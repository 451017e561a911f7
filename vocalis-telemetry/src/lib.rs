//! # Vocalis Telemetry
//!
//! Structured logging for the Vocalis voice engine using `tracing`.
//!
//! ## Usage
//!
//! ```rust
//! use vocalis_telemetry::{init_telemetry, info, session_span};
//!
//! fn main() -> Result<(), Box<dyn std::error::Error>> {
//!     init_telemetry("clinic-voice")?;
//!
//!     let span = session_span("session-1", "gemini");
//!     let _enter = span.enter();
//!     info!("session started");
//!     Ok(())
//! }
//! ```

pub mod init;
pub mod spans;

// Re-export tracing macros for convenience
pub use tracing::{Instrument, Span, debug, error, info, instrument, trace, warn};

pub use init::{LogFormat, init_telemetry, init_with_format};
pub use spans::*;
//! Conversions between float samples, PCM16 little-endian bytes and base64
//! wire blobs.
//!
//! Every function here is pure. Encoding is total: out-of-range samples are
//! clamped, never rejected. Decoding fails only on malformed input.

use crate::audio::{AudioFrame, WireBlob};
use crate::error::{RealtimeError, Result};
use base64::Engine;
use base64::engine::general_purpose::STANDARD;

/// Scale between normalized float samples and i16.
const I16_SCALE: f32 = 32768.0;

/// Convert normalized float samples to i16, clamping to [-1, 1].
pub fn quantize(samples: &[f32]) -> Vec<i16> {
    samples.iter().map(|&s| quantize_sample(s)).collect()
}

#[inline]
fn quantize_sample(sample: f32) -> i16 {
    // NaN survives the clamps and casts to 0.
    (sample.clamp(-1.0, 1.0) * I16_SCALE).round().clamp(i16::MIN as f32, i16::MAX as f32) as i16
}

/// Convert i16 samples back to normalized floats.
pub fn to_f32(samples: &[i16]) -> Vec<f32> {
    let mut out = Vec::with_capacity(samples.len());
    to_f32_into(samples, &mut out);
    out
}

/// [`to_f32`] into a reused buffer, for audio callbacks that must not allocate.
pub fn to_f32_into(samples: &[i16], out: &mut Vec<f32>) {
    out.clear();
    out.extend(samples.iter().map(|&s| s as f32 / I16_SCALE));
}

/// Pack i16 samples as little-endian bytes.
pub fn to_le_bytes(samples: &[i16]) -> Vec<u8> {
    let mut data = Vec::with_capacity(samples.len() * 2);
    for sample in samples {
        data.extend_from_slice(&sample.to_le_bytes());
    }
    data
}

/// Encode float samples as a PCM16 wire blob tagged with `sample_rate`.
pub fn encode(samples: &[f32], sample_rate: u32) -> WireBlob {
    let pcm = quantize(samples);
    WireBlob::pcm(STANDARD.encode(to_le_bytes(&pcm)), sample_rate)
}

/// Encode an already-quantized frame.
pub fn encode_frame(frame: &AudioFrame) -> WireBlob {
    WireBlob::pcm(STANDARD.encode(to_le_bytes(frame.samples())), frame.sample_rate())
}

/// Decode a wire blob into a frame.
///
/// Fails with [`RealtimeError::Decode`] when the payload is not valid base64
/// or its byte length is not a multiple of `2 * channels`.
pub fn decode(blob: &WireBlob, sample_rate: u32, channels: u16) -> Result<AudioFrame> {
    if channels == 0 {
        return Err(RealtimeError::decode("channel count must be at least 1"));
    }

    let bytes = STANDARD
        .decode(blob.data.as_bytes())
        .map_err(|e| RealtimeError::decode(format!("invalid base64: {}", e)))?;

    let frame_bytes = 2 * channels as usize;
    if bytes.len() % frame_bytes != 0 {
        return Err(RealtimeError::decode(format!(
            "payload of {} bytes is not a multiple of {} ({} channel PCM16)",
            bytes.len(),
            frame_bytes,
            channels
        )));
    }

    let samples: Vec<i16> =
        bytes.chunks_exact(2).map(|pair| i16::from_le_bytes([pair[0], pair[1]])).collect();

    Ok(AudioFrame::new(samples, sample_rate, channels))
}

/// Root-mean-square amplitude of normalized samples; 0 for empty input.
pub fn rms(samples: &[f32]) -> f32 {
    if samples.is_empty() {
        return 0.0;
    }
    let sum_sq: f64 = samples.iter().map(|&s| (s as f64) * (s as f64)).sum();
    (sum_sq / samples.len() as f64).sqrt() as f32
}

/// RMS amplitude of PCM16 samples, normalized to [0, 1].
pub fn rms_i16(samples: &[i16]) -> f32 {
    if samples.is_empty() {
        return 0.0;
    }
    let sum_sq: f64 = samples
        .iter()
        .map(|&s| {
            let f = s as f64 / I16_SCALE as f64;
            f * f
        })
        .sum();
    (sum_sq / samples.len() as f64).sqrt() as f32
}

#[cfg(test)]
mod tests {
    use super::*;

    #[test]
    fn test_quantize_clamps_out_of_range() {
        assert_eq!(quantize(&[2.0, -2.0, 1.0, -1.0]), vec![32767, -32768, 32767, -32768]);
    }

    #[test]
    fn test_quantize_nan_is_silence() {
        assert_eq!(quantize(&[f32::NAN]), vec![0]);
    }

    #[test]
    fn test_to_f32_into_reuses_buffer() {
        let mut scratch = Vec::with_capacity(8);
        to_f32_into(&[16384, -32768], &mut scratch);
        assert_eq!(scratch, vec![0.5, -1.0]);
        let capacity = scratch.capacity();
        to_f32_into(&[0], &mut scratch);
        assert_eq!(scratch, vec![0.0]);
        assert_eq!(scratch.capacity(), capacity);
    }

    #[test]
    fn test_le_byte_order() {
        assert_eq!(to_le_bytes(&[0x0102, -1]), vec![0x02, 0x01, 0xFF, 0xFF]);
    }

    #[test]
    fn test_encode_tags_rate() {
        let blob = encode(&[0.0, 0.5], 16_000);
        assert_eq!(blob.mime_type, "audio/pcm;rate=16000");
        // 0 -> 00 00, 0.5 -> 16384 -> 00 40
        assert_eq!(blob.data, STANDARD.encode([0x00, 0x00, 0x00, 0x40]));
    }

    #[test]
    fn test_decode_roundtrip_exact_for_pcm() {
        let frame = AudioFrame::mono(vec![0, 1, -1, 32767, -32768, 1000, -1000], 24_000);
        let decoded = decode(&encode_frame(&frame), 24_000, 1).unwrap();
        assert_eq!(decoded, frame);
    }

    #[test]
    fn test_decode_odd_length_fails() {
        let blob = WireBlob::pcm(STANDARD.encode([1u8, 2, 3]), 24_000);
        assert!(matches!(decode(&blob, 24_000, 1), Err(RealtimeError::Decode(_))));
    }

    #[test]
    fn test_decode_stereo_requires_four_byte_frames() {
        let blob = WireBlob::pcm(STANDARD.encode([0u8; 6]), 24_000);
        assert!(decode(&blob, 24_000, 2).is_err());
        let blob = WireBlob::pcm(STANDARD.encode([0u8; 8]), 24_000);
        assert_eq!(decode(&blob, 24_000, 2).unwrap().frame_count(), 2);
    }

    #[test]
    fn test_decode_invalid_base64_fails() {
        let blob = WireBlob::pcm("not base64!!", 24_000);
        assert!(matches!(decode(&blob, 24_000, 1), Err(RealtimeError::Decode(_))));
    }

    #[test]
    fn test_decode_empty_payload() {
        let frame = decode(&WireBlob::pcm("", 24_000), 24_000, 1).unwrap();
        assert!(frame.is_empty());
    }

    #[test]
    fn test_rms() {
        assert_eq!(rms(&[]), 0.0);
        assert!((rms(&[0.5, -0.5, 0.5, -0.5]) - 0.5).abs() < 1e-6);
        assert!((rms_i16(&[16384, -16384]) - 0.5).abs() < 1e-6);
    }
}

-----

**Task details:**
Would you output the full listing exactly as given?

**Result below:**
repository 451017e561a911f7
filename vocalis-telemetry/src/lib.rs
//! # Vocalis Telemetry
//!
//! Structured logging for the Vocalis voice engine using `tracing`.
//!
//! ## Usage
//!
//! ```rust
//! use vocalis_telemetry::{init_telemetry, info, session_span};
//!
//! fn main() -> Result<(), Box<dyn std::error::Error>> {
//!     init_telemetry("clinic-voice")?;
//!
//!     let span = session_span("session-1", "gemini");
//!     let _enter = span.enter();
//!     info!("session started");
//!     Ok(())
//! }
//! ```

pub mod init;
pub mod spans;

// Re-export tracing macros for convenience
pub use tracing::{Instrument, Span, debug, error, info, instrument, trace, warn};

pub use init::{LogFormat, init_telemetry, init_with_format};
pub use spans::*;
//! Conversions between float samples, PCM16 little-endian bytes and base64
//! wire blobs.
//!
//! Every function here is pure. Encoding is total: out-of-range samples are
//! clamped, never rejected. Decoding fails only on malformed input.

use crate::audio::{AudioFrame, WireBlob};
use crate::error::{RealtimeError, Result};
use base64::Engine;
use base64::engine::general_purpose::STANDARD;

/// Scale between normalized float samples and i16.
const I16_SCALE: f32 = 32768.0;

/// Convert normalized float samples to i16, clamping to [-1, 1].
pub fn quantize(samples: &[f32]) -> Vec<i16> {
    samples.iter().map(|&s| quantize_sample(s)).collect()
}

#[inline]
fn quantize_sample(sample: f32) -> i16 {
    // NaN survives the clamps and casts to 0.
    (sample.clamp(-1.0, 1.0) * I16_SCALE).round().clamp(i16::MIN as f32, i16::MAX as f32) as i16
}

/// Convert i16 samples back to normalized floats.
pub fn to_f32(samples: &[i16]) -> Vec<f32> {
    let mut out = Vec::with_capacity(samples.len());
    to_f32_into(samples, &mut out);
    out
}

/// [`to_f32`] into a reused buffer, for audio callbacks that must not allocate.
pub fn to_f32_into(samples: &[i16], out: &mut Vec<f32>) {
    out.clear();
    out.extend(samples.iter().map(|&s| s as f32 / I16_SCALE));
}

/// Pack i16 samples as little-endian bytes.
pub fn to_le_bytes(samples: &[i16]) -> Vec<u8> {
    let mut data = Vec::with_capacity(samples.len() * 2);
    for sample in samples {
        data.extend_from_slice(&sample.to_le_bytes());
    }
    data
}

/// Encode float samples as a PCM16 wire blob tagged with `sample_rate`.
pub fn encode(samples: &[f32], sample_rate: u32) -> WireBlob {
    let pcm = quantize(samples);
    WireBlob::pcm(STANDARD.encode(to_le_bytes(&pcm)), sample_rate)
}

/// Encode an already-quantized frame.
pub fn encode_frame(frame: &AudioFrame) -> WireBlob {
    WireBlob::pcm(STANDARD.encode(to_le_bytes(frame.samples())), frame.sample_rate())
}

/// Decode a wire blob into a frame.
///
/// Fails with [`RealtimeError::Decode`] when the payload is not valid base64
/// or its byte length is not a multiple of `2 * channels`.
pub fn decode(blob: &WireBlob, sample_rate: u32, channels: u16) -> Result<AudioFrame> {
    if channels == 0 {
        return Err(RealtimeError::decode("channel count must be at least 1"));
    }

    let bytes = STANDARD
        .decode(blob.data.as_bytes())
        .map_err(|e| RealtimeError::decode(format!("invalid base64: {}", e)))?;

    let frame_bytes = 2 * channels as usize;
    if bytes.len() % frame_bytes != 0 {
        return Err(RealtimeError::decode(format!(
            "payload of {} bytes is not a multiple of {} ({} channel PCM16)",
            bytes.len(),
            frame_bytes,
            channels
        )));
    }

    let samples: Vec<i16> =
        bytes.chunks_exact(2).map(|pair| i16::from_le_bytes([pair[0], pair[1]])).collect();

    Ok(AudioFrame::new(samples, sample_rate, channels))
}

/// Root-mean-square amplitude of normalized samples; 0 for empty input.
pub fn rms(samples: &[f32]) -> f32 {
    if samples.is_empty() {
        return 0.0;
    }
    let sum_sq: f64 = samples.iter().map(|&s| (s as f64) * (s as f64)).sum();
    (sum_sq / samples.len() as f64).sqrt() as f32
}

/// RMS amplitude of PCM16 samples, normalized to [0, 1].
pub fn rms_i16(samples: &[i16]) -> f32 {
    if samples.is_empty() {
        return 0.0;
    }
    let sum_sq: f64 = samples
        .iter()
        .map(|&s| {
            let f = s as f64 / I16_SCALE as f64;
            f * f
        })
        .sum();
    (sum_sq / samples.len() as f64).sqrt() as f32
}

#[cfg(test)]
mod tests {
    use super::*;

    #[test]
    fn test_quantize_clamps_out_of_range() {
        assert_eq!(quantize(&[2.0, -2.0, 1.0, -1.0]), vec![32767, -32768, 32767, -32768]);
    }

    #[test]
    fn test_quantize_nan_is_silence() {
        assert_eq!(quantize(&[f32::NAN]), vec![0]);
    }

    #[test]
    fn test_to_f32_into_reuses_buffer() {
        let mut scratch = Vec::with_capacity(8);
        to_f32_into(&[16384, -32768], &mut scratch);
        assert_eq!(scratch, vec![0.5, -1.0]);
        let capacity = scratch.capacity();
        to_f32_into(&[0], &mut scratch);
        assert_eq!(scratch, vec![0.0]);
        assert_eq!(scratch.capacity(), capacity);
    }

    #[test]
    fn test_le_byte_order() {
        assert_eq!(to_le_bytes(&[0x0102, -1]), vec![0x02, 0x01, 0xFF, 0xFF]);
    }

    #[test]
    fn test_encode_tags_rate() {
        let blob = encode(&[0.0, 0.5], 16_000);
        assert_eq!(blob.mime_type, "audio/pcm;rate=16000");
        // 0 -> 00 00, 0.5 -> 16384 -> 00 40
        assert_eq!(blob.data, STANDARD.encode([0x00, 0x00, 0x00, 0x40]));
    }

    #[test]
    fn test_decode_roundtrip_exact_for_pcm() {
        let frame = AudioFrame::mono(vec![0, 1, -1, 32767, -32768, 1000, -1000], 24_000);
        let decoded = decode(&encode_frame(&frame), 24_000, 1).unwrap();
        assert_eq!(decoded, frame);
    }

    #[test]
    fn test_decode_odd_length_fails() {
        let blob = WireBlob::pcm(STANDARD.encode([1u8, 2, 3]), 24_000);
        assert!(matches!(decode(&blob, 24_000, 1), Err(RealtimeError::Decode(_))));
    }

    #[test]
    fn test_decode_stereo_requires_four_byte_frames() {
        let blob = WireBlob::pcm(STANDARD.encode([0u8; 6]), 24_000);
        assert!(decode(&blob, 24_000, 2).is_err());
        let blob = WireBlob::pcm(STANDARD.encode([0u8; 8]), 24_000);
        assert_eq!(decode(&blob, 24_000, 2).unwrap().frame_count(), 2);
    }

    #[test]
    fn test_decode_invalid_base64_fails() {
        let blob = WireBlob::pcm("not base64!!", 24_000);
        assert!(matches!(decode(&blob, 24_000, 1), Err(RealtimeError::Decode(_))));
    }

    #[test]
    fn test_decode_empty_payload() {
        let frame = decode(&WireBlob::pcm("", 24_000), 24_000, 1).unwrap();
        assert!(frame.is_empty());
    }

    #[test]
    fn test_rms() {
        assert_eq!(rms(&[]), 0.0);
        assert!((rms(&[0.5, -0.5, 0.5, -0.5]) - 0.5).abs() < 1e-6);
        assert!((rms_i16(&[16384, -16384]) - 0.5).abs() < 1e-6);
    }
}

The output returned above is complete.